Figure 3.. Influence of UCP1 ablation and OVX on glucose metabolism in female mice.

UCP1 null and wild-type female mice were subject to an ovariectomy or sham surgery, then administered a glucose tolerance test 12wks post-surgery: (A) glucose tolerance test and area under the curve (AUC); (B) fasting insulin; (C) fasting glucose; (D) homeostasis model of assessment of insulin resistance (HOMA-IR); (E) adipose tissue insulin resistance (ADIPO-IR); (F) circulating adiponectin; (G) circulating leptin; (I) leptin:adiponectin ratio. WT, wild-type; KO, UCP1 knock-out; SHM, sham surgery; OVX, ovariectomy; 2×2 analysis of variance (ANOVA) was performed to assess main effects of genotype (G), ovariectomy (O), and genotype and ovariectomy interactions (GxO). GxO were followed by Tukey’s post hoc tests. Where such tests revealed significant differences between groups, those differences are indicated; * P<0.05 compared to all other groups. Data are expressed as means ± standard error (SE); n=10/group, significance was accepted at P<0.05.

Figure 4.. Influence of UCP1 ablation and OVX on brown adipose tissue phenotype and immunometabolism.

UCP1 null and wild-type female mice were subject to an ovariectomy or sham surgery at 12 weeks of age, then sacrificed after 14 weeks. Brown adipose tissue samples were collected to assess phenotype, gene expression and protein content: (A) interscapular brown adipose tissue histology; (B) brown gene expression; (C) western blot representative images; (D) brown adipocyte size; (E) protein expression. WT, wild-type; KO, UCP1 knock-out; SHM, sham surgery; OVX, ovariectomy; 2×2 analysis of variance (ANOVA) was performed to assess main effects of genotype (G), ovariectomy (O), and genotype and ovariectomy interactions (GxO). GxO were followed by Tukey’s post hoc tests. Where such tests revealed significant differences between groups, those differences are indicated. Data are expressed as means ± standard error (SE); n=10/group, significance was accepted at P<0.05.

Figure 5.. Influence of UCP1 ablation and OVX on perigonadal adipose tissue immunometabolism in female mice.

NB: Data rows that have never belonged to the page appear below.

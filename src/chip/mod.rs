//! Chip core boundary
//!
//! The synthesis core that turns register writes into samples is supplied by
//! an implementation of [`ChipCore`]. The [`ChipAdapter`] owns one core per
//! track and is the only thing the register-stream path talks to.

pub mod ssg;

pub use ssg::SsgCore;

/// Anything that accepts chip register writes.
///
/// The register-stream interpreter forwards every write to a sink; the
/// session fans it out to the chip adapter and the voice-activity tracker.
pub trait RegisterSink {
    /// Write `value` to register `reg`.
    fn write_reg(&mut self, reg: u8, value: u8);
}

/// Register-level synthesis core running at its own native sample rate.
///
/// # Example
///
/// ```
/// use chipdeck::{ChipCore, SsgCore};
///
/// let mut core = SsgCore::with_clock(3_993_600);
/// core.write_reg(0x08, 0x0F); // SSG A volume
/// core.write_reg(0x07, 0x3E); // tone A on
/// let sample = core.render_one_native_sample();
/// # let _ = sample;
/// ```
pub trait ChipCore: Send {
    /// Create a core for a chip driven by `clock_hz`.
    fn with_clock(clock_hz: u32) -> Self
    where
        Self: Sized;

    /// Reset the core to its power-on state.
    fn reset(&mut self);

    /// Write one register (address then data).
    fn write_reg(&mut self, addr: u8, value: u8);

    /// Render one mono sample at the native rate.
    fn render_one_native_sample(&mut self) -> i16;

    /// Native output rate in Hz.
    fn native_sample_rate(&self) -> u32;
}

/// Owns the chip core of the current register-stream track.
#[derive(Debug)]
pub struct ChipAdapter<C: ChipCore> {
    core: C,
    clock_hz: u32,
    native_rate: u32,
}

impl<C: ChipCore> ChipAdapter<C> {
    /// Create an adapter around a fresh core for `clock_hz`.
    pub fn new(clock_hz: u32) -> Self {
        let core = C::with_clock(clock_hz);
        let native_rate = core.native_sample_rate();
        ChipAdapter {
            core,
            clock_hz,
            native_rate,
        }
    }

    /// Chip clock the core was built for.
    pub fn clock_hz(&self) -> u32 {
        self.clock_hz
    }

    /// Native sample rate of the core.
    pub fn native_sample_rate(&self) -> u32 {
        self.native_rate
    }

    /// Render one native sample.
    #[inline]
    pub fn render_one(&mut self) -> i16 {
        self.core.render_one_native_sample()
    }

    /// Borrow the wrapped core.
    pub fn core(&self) -> &C {
        &self.core
    }
}

impl<C: ChipCore> RegisterSink for ChipAdapter<C> {
    #[inline]
    fn write_reg(&mut self, reg: u8, value: u8) {
        self.core.write_reg(reg, value);
    }
}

UCP1 null and wild-type female mice were subject to an ovariectomy or sham surgery at 12 weeks of age, then sacrificed after 14 weeks. Perigonadal adipose tissue was harvested and processed for adipocyte size, gene expression and protein content: (A) perigonadal adipose tissue (PGAT) histology; (B) perigonadal gene expression; (C) western blot representative images; (D) perigonadal adipocyte size; (E) protein expression. WT, wild-type; KO, UCP1 knock-out; SHM, sham surgery; OVX, ovariectomy; 2×2 analysis of variance (ANOVA) was performed to assess main effects of genotype (G), treatment (O), and genotype and treatment interactions (GxO). GxO were followed by Tukey’s post hoc tests. Where such tests revealed significant differences between groups, those differences are indicated. Data are expressed as means ± standard error (SE); n=10/group, significance was accepted at P<0.05.